Удобно. Но я научилась справляться с ударами.
Это цена, которую ты платишь за любовь к нарциссу.
— Я не доверяю Тристану, — говорю я честно.
Папа вздыхает. — Он умный человек, Сирша. И он быстро поднялся по служебной лестнице. И…
— И у него есть связи с Мурта и Кинаханами, — Я делаю вывод.
— Вот именно, — говорит папа, совершенно не замечая моего горького тона. — Нам нужны другие люди, чтобы преуспеть в этом мире.
— Па, — умоляю я, кладя руку ему на плечо, — пожалуйста, подумай об этом. Ты же не хочешь быть в долгу у Кинаханов. Броуди Мурта был тем, кто хотел твоей смерти в тот день.
— Они все хотели
— Все? — Спрашиваю я, поднимая на него бровь. — Что произошло, пока я была снаружи? Что вы обсуждали с другим братом О'Салливана?
Он на мгновение колеблется, и я инстинктивно понимаю, что все, что он собирается мне сказать, — ложь.
— Он угрожал мне.
В это я верю.
— В порядке? Что еще?
— Он сказал мне, что вернется за деньгами на следующий день, и если у меня их не будет, он убьет меня.
Он слишком быстро моргает. Несмотря на то, что он провел за карточным столом столько времени в своей жизни, его непроницаемое лицо все еще вызывает отвращение.
Он лжет.
— Па, — нежно говорю я, сжимая его руку, — если ты не скажешь мне правду, я не смогу помочь.
Он бледнеет. Прыщи на его лице приобретают землистый, желтоватый оттенок.
— Ты все равно ничего не сможешь сделать, моя девочка, — мягко говорит он с едва уловимой ноткой нежности в голосе.

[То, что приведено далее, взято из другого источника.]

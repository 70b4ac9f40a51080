use std::f64::consts::{PI, TAU};

use serde::{Deserialize, Serialize};

use crate::assets::color::Color;
use crate::canvas::GraphicsContext;
use crate::canvas::state::LineCap;
use crate::foundation::error::{CanvasError, CanvasResult};
use crate::nodes::TextSlot;
use crate::pipeline::node::{FrameNode, PadContext, PadLayout};
use crate::render::frame::VideoFrame;

/// Dial geometry below is authored for this size and scaled to [`ClockConfig::dial_size`].
const DESIGN_SIZE: f64 = 400.0;

const BEZEL: Color = Color::rgb(0x32, 0x5f, 0xa2);
const SECOND_HAND: Color = Color::rgb(255, 0, 0);

/// Placement of the clock overlay.
#[derive(Clone, Debug, PartialEq, Serialize, Deserialize)]
#[serde(default, deny_unknown_fields)]
pub struct ClockConfig {
    /// Side of the square dial frame in pixels.
    pub dial_size: u32,
    /// Destination rectangle `[x, y, w, h]` of the dial on the input frame.
    pub dest: [f64; 4],
    /// Backing panel rectangle `[x, y, w, h]`.
    pub panel: [f64; 4],
    /// Backing panel color.
    pub panel_color: Color,
    /// Baseline origin of the `PTS:` label.
    pub label_origin: [f64; 2],
    /// Label font shorthand.
    pub font: String,
}

impl Default for ClockConfig {
    fn default() -> Self {
        Self {
            dial_size: 400,
            dest: [100.0, 100.0, 640.0, 640.0],
            panel: [150.0, 150.0, 1300.0, 580.0],
            panel_color: Color::rgba(0, 0, 0, 0x80),
            label_origin: [600.0, 700.0],
            font: "100px Arial".to_owned(),
        }
    }
}

/// Draw an analog clock showing `seconds` since midnight, centered in a square of side `size`.
///
/// Hands advance clockwise on screen. Drawing state is balanced on return.
pub fn draw_clock(ctx: &mut GraphicsContext<'_>, size: f64, seconds: f64) -> CanvasResult<()> {
    let k = size / DESIGN_SIZE;
    let sec = seconds.rem_euclid(60.0);
    let min = (seconds / 60.0).floor().rem_euclid(60.0);
    let hr = (seconds / 3600.0).floor().rem_euclid(12.0);

    ctx.save();
    ctx.translate(size / 2.0, size / 2.0);
    ctx.scale(k, k);
    ctx.rotate(-PI / 2.0);
    ctx.set_stroke_color(Color::WHITE);
    ctx.set_fill_color(Color::WHITE);
    ctx.set_line_width(8.0);
    ctx.set_line_cap(LineCap::Round);

    // hour marks
    ctx.save();
    for _ in 0..12 {
        ctx.begin_path();
        ctx.rotate(PI / 6.0);
        ctx.move_to(100.0, 0.0);
        ctx.line_to(120.0, 0.0)?;
        ctx.stroke();
    }
    ctx.restore()?;

    // minute marks
    ctx.save();
    ctx.set_line_width(5.0);
    for i in 0..60 {
        if i % 5 != 0 {
            ctx.begin_path();
            ctx.move_to(117.0, 0.0);
            ctx.line_to(120.0, 0.0)?;
            ctx.stroke();
        }
        ctx.rotate(PI / 30.0);
    }
    ctx.restore()?;

    ctx.set_fill_color(Color::BLACK);

    ctx.save();
    ctx.rotate(PI / 6.0 * hr + PI / 360.0 * min + PI / 21600.0 * sec);
    ctx.set_line_width(14.0);
    hand(ctx, -20.0, 80.0)?;
    ctx.restore()?;

    ctx.save();
    ctx.rotate(PI / 30.0 * min + PI / 1800.0 * sec);
    ctx.set_line_width(10.0);
    hand(ctx, -28.0, 112.0)?;
    ctx.restore()?;

    ctx.save();
    ctx.rotate(sec * PI / 30.0);
    ctx.set_stroke_color(SECOND_HAND);
    ctx.set_fill_color(SECOND_HAND);
    ctx.set_line_width(6.0);
    hand(ctx, -30.0, 83.0)?;
    ctx.begin_path();
    ctx.arc(0.0, 0.0, 10.0, 0.0, TAU, true)?;
    ctx.fill();
    ctx.begin_path();
    ctx.arc(95.0, 0.0, 10.0, 0.0, TAU, true)?;
    ctx.stroke();
    ctx.begin_path();
    ctx.set_fill_color(Color::BLACK);
    ctx.arc(0.0, 0.0, 3.0, 0.0, TAU, true)?;
    ctx.fill();
    ctx.restore()?;

    ctx.begin_path();
    ctx.set_line_width(14.0);
    ctx.set_stroke_color(BEZEL);
    ctx.arc(0.0, 0.0, 142.0, 0.0, TAU, true)?;
    ctx.stroke();

    ctx.restore()
}

fn hand(ctx: &mut GraphicsContext<'_>, from: f64, to: f64) -> CanvasResult<()> {
    ctx.begin_path();
    ctx.move_to(from, 0.0);
    ctx.line_to(to, 0.0)?;
    ctx.stroke();
    Ok(())
}

/// Render the dial alone into a transparent `size`×`size` frame.
pub fn render_dial(size: u32, seconds: f64) -> CanvasResult<VideoFrame> {
    if size == 0 {
        return Err(CanvasError::validation("clock dial size must be > 0"));
    }
    let mut dial = VideoFrame::new(size, size, seconds);
    let mut ctx = GraphicsContext::new(&mut dial);
    draw_clock(&mut ctx, f64::from(size), seconds)?;
    drop(ctx);
    Ok(dial)
}

/// Composites a clock for each frame's timestamp over a translucent panel.
pub struct ClockNode {
    cfg: ClockConfig,
    text: TextSlot,
}

impl ClockNode {
    /// Node with `cfg` and queued (unrendered) labels.
    pub fn new(cfg: ClockConfig) -> Self {
        Self::with_text(cfg, TextSlot::new())
    }

    /// Node drawing labels through `text`.
    pub fn with_text(cfg: ClockConfig, text: TextSlot) -> Self {
        Self { cfg, text }
    }

    /// Active configuration.
    pub fn config(&self) -> &ClockConfig {
        &self.cfg
    }

    /// Label runs from the latest frame (when no renderer is attached).
    pub fn text(&self) -> &TextSlot {
        &self.text
    }
}

impl FrameNode for ClockNode {
    fn pads(&self) -> PadLayout {
        PadLayout::new(1)
    }

    fn receive(
        &mut self,
        mut frame: VideoFrame,
        _pad: usize,
        cx: &mut PadContext<'_>,
    ) -> CanvasResult<()> {
        let dial = render_dial(self.cfg.dial_size, frame.pts)?;
        let cfg = &self.cfg;
        let pts = frame.pts;
        self.text.draw(&mut frame, |ctx| {
            ctx.set_font(&cfg.font)?;
            ctx.set_fill_color(cfg.panel_color);
            let [px, py, pw, ph] = cfg.panel;
            ctx.fill_rect(px, py, pw, ph);
            let [lx, ly] = cfg.label_origin;
            ctx.stroke_text(&format!("PTS: {pts}"), lx, ly)?;
            let [dx, dy, dw, dh] = cfg.dest;
            ctx.draw_image(&dial, dx, dy, dw, dh);
            Ok(())
        })?;
        cx.send(frame);
        Ok(())
    }
}

#[cfg(test)]
#[path = "../../tests/unit/nodes/clock.rs"]
mod tests;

— Я сильнее, чем ты думаешь, и храбрее, чем ты думаешь.
Его глаза печальны, даже когда он улыбается знакомым словам. — Твоя мать постоянно мне это говорила.
— Да, я помню.
— Правда? — спрашивает он. — Ты была совсем крошкой, когда она умерла.
— Я все равно многое помню о маме.
— Ты похожа на нее, — шепчет папа. — Безумные рыжие волосы. Глаза.
Его взгляд смягчается, перемещается мимо меня в прошлое.
— Я помню, — шепчу я, больше себе, чем ему. — Забавно, ее лицо кажется мне расплывчатым. Когда я вспоминаю ее, я думаю о ее фотографиях, которые у нас есть, а не о реальных воспоминаниях. Я не могу вспомнить, как она двигалась, как улыбалась или смеялась. Но я помню ее голос. Я помню то, что она мне рассказывала. Я помню сказки, которые она читала мне на ночь. И после каждой истории, прежде чем поцеловать меня на ночь, она говорила мне: Ты сильнее, чем думаешь, и храбрее, чем думаешь.
Папа улыбается. Но в этом нет радости. Это самое печальное, что я когда-либо видела в своей жизни. Мое сердце разрывается.
— Когда она умерла, — говорит он, — она забрала с собой лучшую часть меня.
У меня болит все тело с головы до ног. В основном потому, что бывают дни, когда я верю, что это правда.
Что, если твоя сила исходит от кого-то другого?
В тот день, когда умерла мама, я почувствовала, что потеряла папу вместе с ней. Он стал угрюмым и замкнутым. Он перестал пытаться. Он поддался всем тем слабостям, которые мама всегда пресекала.
Я встречаюсь с затуманенным взглядом отца. — Па, я не знаю почему, но я чувствую это… Называйте это инстинктом, шестым чувством. Но я думаю, что Кинаханы опаснее О'Салливанов.
Он снова моргает. Обдумывая это. Я уже могу сказать, что ему это не нравится.
— Что сказал тебе мальчик, когда вы были с ним на улице? — Спрашивает папа.
В его голосе нет подозрительности. Просто любопытство.